Collected data
[Start of section]
/// A growable byte buffer with a single read/write cursor.
///
/// `ByteStream` is the sole entity of this crate. It combines an owned `Vec<u8>` with an
/// offset into it, and offers paired `get_*` / `put_*` operations for every supported wire
/// type. Both the producer and the consumer of a byte sequence must issue the same sequence of
/// calls; the stream itself carries no type information.
///
/// # Cursor Invariant
///
/// `0 <= offset() <= len()` holds after every successful operation. A read that cannot be
/// satisfied fails with [`crate::Error::BufferUnderrun`] and leaves the cursor where it was.
///
/// # Write Semantics
///
/// Writes always append to the end of the buffer and advance the cursor by the number of
/// bytes written, regardless of where the cursor currently is. Writing into a freshly created
/// stream therefore leaves the cursor at the end; call [`ByteStream::flip`] before reading
/// the written data back.
///
/// Fixed-width writes never fail. Values wider than the field are truncated to it, which for
/// the typed arguments of this API only concerns triads (masked to 24 bits).
///
/// # Examples
///
/// ```rust
/// use binstream::ByteStream;
///
/// let mut stream = ByteStream::from_bytes(&[0x00, 0x00, 0x01, 0x00]);
/// assert_eq!(stream.offset(), 0);
/// assert_eq!(stream.get_triad()?, 1);
/// assert_eq!(stream.remaining(), 1);
/// # Ok::<(), binstream::Error>(())
/// ```
#[derive(Debug, Clone, Default)]
pub struct ByteStream {
    /// The bytes written to or supplied to the stream
    buffer: Vec<u8>,
    /// Current read/write position within the buffer
    offset: usize,
    /// Allocation behaviour
    config: StreamConfig,
}
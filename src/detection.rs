use serde_derive::{Deserialize, Serialize};

use crate::bbox::{BBox, Ltrb};

/// One object instance reported by the detector for a single frame.
/// Never retained past the frame it belongs to.
#[derive(Serialize, Deserialize, Debug, Clone, Copy)]
pub struct Detection {
    pub bbox: BBox<Ltrb>,
    #[serde(rename = "p")]
    pub confidence: f32,
    #[serde(rename = "c")]
    pub class: i32,
}

impl Detection {
    #[inline]
    pub fn new(bbox: BBox<Ltrb>, confidence: f32, class: i32) -> Self {
        Self {
            bbox,
            confidence,
            class,
        }
    }

    #[inline(always)]
    pub fn area(&self) -> f32 {
        self.bbox.area()
    }
}
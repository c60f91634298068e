use thiserror::Error;

#[derive(Debug, Error)]
pub enum Error {
    #[error("degenerate bounding box (non-positive area): {0:?}")]
    DegenerateBBox([f32; 4]),

    #[error("invalid stream config: {0}")]
    InvalidConfig(String),

    #[error("class id {0} is not in the taxonomy")]
    UnknownClass(i32),

    #[error("detector failure: {0}")]
    Detector(#[source] Box<dyn std::error::Error + Send + Sync>),

    #[error("frame stream failure: {0}")]
    Stream(#[source] Box<dyn std::error::Error + Send + Sync>),

    #[error("render failure: {0}")]
    Render(#[source] Box<dyn std::error::Error + Send + Sync>),

    #[error("serialization failure: {0}")]
    Serialize(#[from] serde_json::Error),
}
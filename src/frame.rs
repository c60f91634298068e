use crate::detection::Detection;

/// One frame's worth of detector output, in arrival order.
pub struct Frame {
    pub index: u64,
    pub dims: (u32, u32),
    pub detections: Vec<Detection>,
}

impl Frame {
    #[inline]
    pub fn len(&self) -> usize {
        self.detections.len()
    }

    #[inline]
    pub fn iter(&self) -> impl Iterator<Item = &Detection> {
        self.detections.iter()
    }

    #[inline]
    pub fn is_empty(&self) -> bool {
        self.detections.is_empty()
    }
}
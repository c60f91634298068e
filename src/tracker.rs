use serde_derive::{Deserialize, Serialize};
use tracing::trace;

use crate::error::Error;
use crate::frame::Frame;
use crate::store::TrackStore;
use crate::track::Track;
use crate::{Detection, MatchDecision, MatchPolicy};

/// Tuning knobs for the association engine.
#[derive(Serialize, Deserialize, Debug, Clone)]
pub struct TrackerConfig {
    /// Minimum confidence for an unmatched detection to spawn a track.
    pub min_spawn_confidence: f32,
    /// Frames a track may stay unmatched before it is retired.
    pub max_absent: i32,
    /// Detections covering more than this fraction of the frame are
    /// dropped as full-frame false positives.
    pub max_area_ratio: f32,
}

impl Default for TrackerConfig {
    fn default() -> Self {
        Self {
            min_spawn_confidence: 0.03,
            max_absent: 20,
            max_area_ratio: 0.3,
        }
    }
}

/// First-fit IoU matcher with early class stabilization: a conflicting
/// class may not claim a track younger than `settle_age`, and may not
/// overwrite the class of one that is older.
#[derive(Serialize, Deserialize, Debug, Clone)]
pub struct FirstFitIou {
    pub iou_threshold: f32,
    /// Age in frames past which a track's class is considered settled.
    pub settle_age: u64,
}

impl Default for FirstFitIou {
    fn default() -> Self {
        Self {
            iou_threshold: 0.5,
            settle_age: 5,
        }
    }
}

impl MatchPolicy for FirstFitIou {
    fn decide(
        &self,
        frame_index: u64,
        det: &Detection,
        track: &Track,
    ) -> Result<MatchDecision, Error> {
        if track.bbox.iou(&det.bbox)? <= self.iou_threshold {
            return Ok(MatchDecision::Skip);
        }

        if det.class == track.class {
            return Ok(MatchDecision::Accept { class: det.class });
        }

        if track.age(frame_index) >= self.settle_age {
            // settled track: absorb the box but keep the class
            Ok(MatchDecision::Accept { class: track.class })
        } else {
            Ok(MatchDecision::Skip)
        }
    }
}

/// Per-frame association summary. Used for logging and to gate the
/// renderer's stale-box branch; all track state lives in the store.
#[derive(Debug, Clone, Copy, Default)]
pub struct FrameReport {
    /// Whether any detection survived the area pre-filter.
    pub detections_present: bool,
    pub matched: u32,
    pub spawned: u32,
    pub retired: u32,
}

/// Association engine: consumes one frame of detections and mutates the
/// track store. Generic over the match policy; first-fit IoU by default.
pub struct Tracker<P: MatchPolicy = FirstFitIou> {
    config: TrackerConfig,
    policy: P,
}

impl Tracker<FirstFitIou> {
    pub fn new(config: TrackerConfig) -> Self {
        Self::with_policy(config, FirstFitIou::default())
    }
}

impl<P: MatchPolicy> Tracker<P> {
    pub fn with_policy(config: TrackerConfig, policy: P) -> Self {
        Self { config, policy }
    }

    #[inline]
    pub fn config(&self) -> &TrackerConfig {
        &self.config
    }

    /// Run one frame of association against the store: pre-filter,
    /// greedy first-fit matching in track-creation order, spawning,
    /// then the end-of-frame aging/retirement pass.
    ///
    /// Must be called exactly once per frame, with strictly increasing
    /// frame indices; the aging pass relies on it.
    pub fn observe(&self, store: &mut TrackStore, frame: &Frame) -> Result<FrameReport, Error> {
        let frame_area = (frame.dims.0 * frame.dims.1) as f32;
        let mut report = FrameReport::default();

        for det in frame.iter() {
            if det.area() <= 0.0 {
                return Err(Error::DegenerateBBox(*det.bbox.as_slice()));
            }

            if det.area() > self.config.max_area_ratio * frame_area {
                continue;
            }

            report.detections_present = true;

            // `absent == -1` marks a track already claimed (or spawned)
            // this frame; the aging pass below normalizes it back.
            let mut claimed = false;
            for track in store.iter_mut() {
                if track.retired || track.absent == -1 {
                    continue;
                }

                if let MatchDecision::Accept { class } =
                    self.policy.decide(frame.index, det, track)?
                {
                    track.absorb(frame.index, det, class);
                    claimed = true;
                    break;
                }
            }

            if claimed {
                report.matched += 1;
            } else if det.confidence > self.config.min_spawn_confidence {
                store.spawn(frame.index, det);
                report.spawned += 1;
            }
            // low-confidence orphans are dropped silently
        }

        for track in store.iter_mut() {
            if track.retired {
                continue;
            }

            track.absent += 1;

            if track.absent > self.config.max_absent {
                track.retired = true;
                report.retired += 1;
                trace!(id = track.id, frame_index = frame.index, "track retired");
            } else {
                track.last_active_frame = frame.index;
            }
        }

        trace!(
            frame_index = frame.index,
            matched = report.matched,
            spawned = report.spawned,
            retired = report.retired,
            "frame associated"
        );

        Ok(report)
    }
}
[End of section]
__Exercise directions__
Give only a number, the count of lines above that include the string "written".

__Output of the exercise__
3